While it is fair to say that the election results were a setback for borrowers, it’s important to note that many borrower protections are in place to ensure the continued availability of these resources.

This article will provide a fact-based, unemotional analysis of what the next four years might hold for borrowers.

The Future of SAVE and the SAVE Lawsuit

At this point, it’s unlikely that the SAVE lawsuit will be resolved before the new administration is sworn in on January 20, 2025.

While this almost certainly means the end of the SAVE repayment plan, how it all plays out remains an open question with significant implications.

The SAVE rules didn’t just create the SAVE plan; they eliminated the REPAYE plan, limited enrollment in ICR and PAYE, and allowed the double-consolidation loophole for Parent PLUS Loans.

The Biden administration had already mentioned plans to reopen PAYE and ICR enrollments later this year to help borrowers impacted by the litigation. If they move quickly, one possibility is to modify the SAVE regulations to bring back PAYE, ICR, and REPAYE.

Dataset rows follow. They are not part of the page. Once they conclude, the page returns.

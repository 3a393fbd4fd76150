use std::f64::consts::PI;

use crate::math::{polygon_2d, Point3};

use super::curve::{Line, SketchCurve};
use super::{arrange, Sketch};

/// Angular step for polygonizing arcs in area and containment tests.
const ARC_SAMPLE_STEP: f64 = PI / 18.0;

/// One closed boundary loop of a profile: a cyclic sequence of curves
/// whose endpoints coincide within tolerance.
#[derive(Debug, Clone)]
pub struct ProfileLoop {
    pub curves: Vec<SketchCurve>,
}

impl ProfileLoop {
    /// Polygonizes the loop for area and point-containment tests.
    ///
    /// Lines contribute their start point; arcs additionally contribute
    /// interior samples.
    #[must_use]
    pub fn sample_polygon(&self) -> Vec<Point3> {
        let mut polygon = Vec::new();
        for curve in &self.curves {
            match curve {
                SketchCurve::Line(l) => polygon.push(l.start),
                SketchCurve::Arc(a) => {
                    polygon.push(a.start_point());
                    let steps = (a.sweep.abs() / ARC_SAMPLE_STEP).ceil() as usize;
                    for i in 1..steps {
                        #[allow(clippy::cast_precision_loss)]
                        let angle = a.start_angle + a.sweep * (i as f64) / (steps as f64);
                        polygon.push(a.point_at_angle(angle));
                    }
                }
                SketchCurve::Circle(c) => {
                    let steps = (2.0 * PI / ARC_SAMPLE_STEP).ceil() as usize;
                    for i in 0..steps {
                        #[allow(clippy::cast_precision_loss)]
                        let angle = 2.0 * PI * (i as f64) / (steps as f64);
                        polygon.push(c.point_at_angle(angle));
                    }
                }
                // Opaque curves never appear in derived loops.
                SketchCurve::Ellipse(_) | SketchCurve::Spline(_) => {}
            }
        }
        polygon
    }

    /// Signed area of the polygonized loop.
    #[must_use]
    pub fn signed_area(&self) -> f64 {
        polygon_2d::signed_area_2d(&self.sample_polygon())
    }
}

/// A closed planar region derived from a sketch's curve set: one outer
/// loop plus zero or more hole loops.
#[derive(Debug, Clone)]
pub struct Profile {
    pub outer: ProfileLoop,
    pub holes: Vec<ProfileLoop>,
}

impl Profile {
    /// Iterates all boundary loops, outer first.
    pub fn loops(&self) -> impl Iterator<Item = &ProfileLoop> {
        std::iter::once(&self.outer).chain(self.holes.iter())
    }

    /// Tests whether any boundary loop contains a line geometrically
    /// equal to `target`.
    ///
    /// Endpoints are compared at `tolerance` in either order, since
    /// boundary traversal direction is not guaranteed consistent.
    #[must_use]
    pub fn contains_line(&self, target: &Line, tolerance: f64) -> bool {
        self.loops().any(|lp| {
            lp.curves
                .iter()
                .filter_map(SketchCurve::as_line)
                .any(|boundary| boundary.endpoints_match(target, tolerance))
        })
    }

    /// Tests whether a point lies inside the region: inside the outer
    /// loop and outside every hole.
    #[must_use]
    pub fn contains_point(&self, point: &Point3) -> bool {
        if !polygon_2d::point_in_polygon_2d(point, &self.outer.sample_polygon()) {
            return false;
        }
        !self
            .holes
            .iter()
            .any(|hole| polygon_2d::point_in_polygon_2d(point, &hole.sample_polygon()))
    }

    /// Enclosed area: outer area minus hole areas.
    #[must_use]
    pub fn area(&self) -> f64 {
        let outer = self.outer.signed_area().abs();
        let holes: f64 = self.holes.iter().map(|h| h.signed_area().abs()).sum();
        outer - holes
    }
}

/// Derives the closed profiles bounded by a sketch's non-construction
/// curves.
///
/// Takes a fresh snapshot of the curve set; construction curves and
/// opaque curve kinds (ellipse, spline) do not participate.
#[must_use]
pub fn derive_profiles(sketch: &Sketch) -> Vec<Profile> {
    let snapshot: Vec<SketchCurve> = sketch
        .boundary_curves()
        .into_iter()
        .map(|(_, geometry)| geometry)
        .collect();
    arrange::extract_profiles(&snapshot)
}
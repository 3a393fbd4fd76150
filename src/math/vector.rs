use nalgebra::{Rotation3, Unit};

use super::{Point3, Vector3, TOLERANCE};
use crate::error::{GeometryError, Result};

/// A cardinal rotation axis through the origin.
#[derive(Debug, Clone, Copy, PartialEq, Eq)]
pub enum Axis {
    X,
    Y,
    Z,
}

impl Axis {
    fn unit(self) -> Unit<Vector3> {
        match self {
            Axis::X => Vector3::x_axis(),
            Axis::Y => Vector3::y_axis(),
            Axis::Z => Vector3::z_axis(),
        }
    }
}

/// Returns the vector from `p2` to `p1`, componentwise `p1 - p2`.
#[must_use]
pub fn vector_between(p1: &Point3, p2: &Point3) -> Vector3 {
    p1 - p2
}

/// Rotates a vector about a cardinal axis through the origin.
///
/// The angle is given in degrees; positive angles follow the right-hand
/// rule around the axis.
#[must_use]
pub fn rotate(v: &Vector3, axis: Axis, degrees: f64) -> Vector3 {
    Rotation3::from_axis_angle(&axis.unit(), degrees.to_radians()) * v
}

/// Flips a vector by 180 degrees.
///
/// Equivalent to `scale(v, -1.0)`; named because it generates the second
/// of a symmetric pair of offset lines from the first.
#[must_use]
pub fn rotate180(v: &Vector3) -> Vector3 {
    -v
}

/// Returns the unit vector with the same direction as `v`.
///
/// # Errors
///
/// Returns [`GeometryError::DegenerateVector`] if the magnitude is ~0.
pub fn normalize(v: &Vector3) -> Result<Vector3> {
    let len = v.norm();
    if len < TOLERANCE {
        return Err(GeometryError::DegenerateVector.into());
    }
    Ok(v / len)
}

/// Scales a vector by a factor.
#[must_use]
pub fn scale(v: &Vector3, factor: f64) -> Vector3 {
    v * factor
}

#[cfg(test)]
#[allow(clippy::unwrap_used)]
mod tests {
    use super::*;

    fn v(x: f64, y: f64, z: f64) -> Vector3 {
        Vector3::new(x, y, z)
    }

    #[test]
    fn vector_between_is_componentwise_difference() {
        let d = vector_between(&Point3::new(3.0, 5.0, 1.0), &Point3::new(1.0, 2.0, 1.0));
        assert!((d - v(2.0, 3.0, 0.0)).norm() < TOLERANCE);
    }

    #[test]
    fn rotate_90_about_z() {
        let r = rotate(&v(1.0, 0.0, 0.0), Axis::Z, 90.0);
        assert!((r - v(0.0, 1.0, 0.0)).norm() < 1e-12);
    }

    #[test]
    fn rotate_round_trip_all_axes() {
        let original = v(0.3, -1.2, 2.5);
        for axis in [Axis::X, Axis::Y, Axis::Z] {
            for theta in [17.0, 90.0, 123.456, 300.0] {
                let back = rotate(&rotate(&original, axis, theta), axis, -theta);
                assert!(
                    (back - original).norm() < TOLERANCE,
                    "round trip failed for {axis:?} at {theta} degrees"
                );
            }
        }
    }

    #[test]
    fn rotate180_negates() {
        let original = v(2.0, -3.0, 0.5);
        assert!((rotate180(&original) - scale(&original, -1.0)).norm() < TOLERANCE);
    }

    #[test]
    fn rotate180_is_involution() {
        let original = v(1.0, 4.0, -2.0);
        assert!((rotate180(&rotate180(&original)) - original).norm() < TOLERANCE);
    }

    #[test]
    fn rotate180_matches_axis_rotation() {
        // A 180-degree turn about Z equals negation for in-plane vectors.
        let original = v(1.5, -0.5, 0.0);
        let turned = rotate(&original, Axis::Z, 180.0);
        assert!((turned - rotate180(&original)).norm() < 1e-12);
    }

    #[test]
    fn normalize_unit_length() {
        let n = normalize(&v(3.0, 4.0, 0.0)).unwrap();
        approx::assert_relative_eq!(n.norm(), 1.0, epsilon = TOLERANCE);
        assert!((n - v(0.6, 0.8, 0.0)).norm() < TOLERANCE);
    }

    #[test]
    fn normalize_zero_vector_fails() {
        assert!(normalize(&v(0.0, 0.0, 0.0)).is_err());
    }

    #[test]
    fn scale_by_factor() {
        assert!((scale(&v(1.0, -2.0, 3.0), 2.5) - v(2.5, -5.0, 7.5)).norm() < TOLERANCE);
    }
}
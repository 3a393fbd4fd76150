use super::{Point3, TOLERANCE};

/// Computes the signed area of a polygon in the XY plane (shoelace formula).
///
/// Positive for counter-clockwise, negative for clockwise.
#[must_use]
pub fn signed_area_2d(points: &[Point3]) -> f64 {
    let n = points.len();
    if n < 3 {
        return 0.0;
    }
    let mut sum = 0.0;
    for i in 0..n {
        let j = (i + 1) % n;
        sum += points[i].x * points[j].y - points[j].x * points[i].y;
    }
    sum * 0.5
}

/// Tests whether a point lies inside a closed polygon using ray crossing.
///
/// Points on the boundary (within tolerance) count as inside.
#[must_use]
pub fn point_in_polygon_2d(point: &Point3, polygon: &[Point3]) -> bool {
    let n = polygon.len();
    if n < 3 {
        return false;
    }

    let mut inside = false;
    let mut j = n - 1;
    for i in 0..n {
        let pi = &polygon[i];
        let pj = &polygon[j];

        // On-edge check.
        let ex = pj.x - pi.x;
        let ey = pj.y - pi.y;
        let len_sq = ex * ex + ey * ey;
        if len_sq > TOLERANCE * TOLERANCE {
            let t = ((point.x - pi.x) * ex + (point.y - pi.y) * ey) / len_sq;
            let t = t.clamp(0.0, 1.0);
            let dx = point.x - (pi.x + t * ex);
            let dy = point.y - (pi.y + t * ey);
            if dx * dx + dy * dy < TOLERANCE * TOLERANCE {
                return true;
            }
        }

        if (pi.y > point.y) != (pj.y > point.y) {
            let x_cross = pi.x + (point.y - pi.y) / (pj.y - pi.y) * (pj.x - pi.x);
            if point.x < x_cross {
                inside = !inside;
            }
        }
        j = i;
    }
    inside
}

There is some concern that all the plans created under the ICR statute—ICR, PAYE, REPAYE, and SAVE—could be eliminated as a result of the litigation or the Trump administration taking office. However, significant barriers exist to eliminating these repayment options.

To understand how each repayment plan is impacted, we need to look at them individually.

IBR: The Safest Repayment Plan

The Income-Based Repayment (IBR) plan is the safest of all federal income-driven repayment plans. This safety applies to both the original IBR and the more generous IBR for New Borrowers.

Two key protections are in place for IBR:

  1. Statutory Protection: IBR is guaranteed by statute. To change the IBR rules, Republicans would likely need a majority in the House and a supermajority in the Senate. Because the Democrats hold over 40 seats in the Senate, they can likely filibuster to block changes to the IBR statute. Even in scenarios where Republicans overcome a filibuster, existing borrowers would likely be grandfathered into IBR eligibility.
  2. Master Promissory Note (MPN): The MPN is the contract between the federal government and the borrower. If Congress attempted to eliminate IBR for current borrowers, a lawsuit would almost certainly follow to assert borrowers’ contractual rights.

This combination of protections should provide borrowers with confidence in the continued availability of IBR.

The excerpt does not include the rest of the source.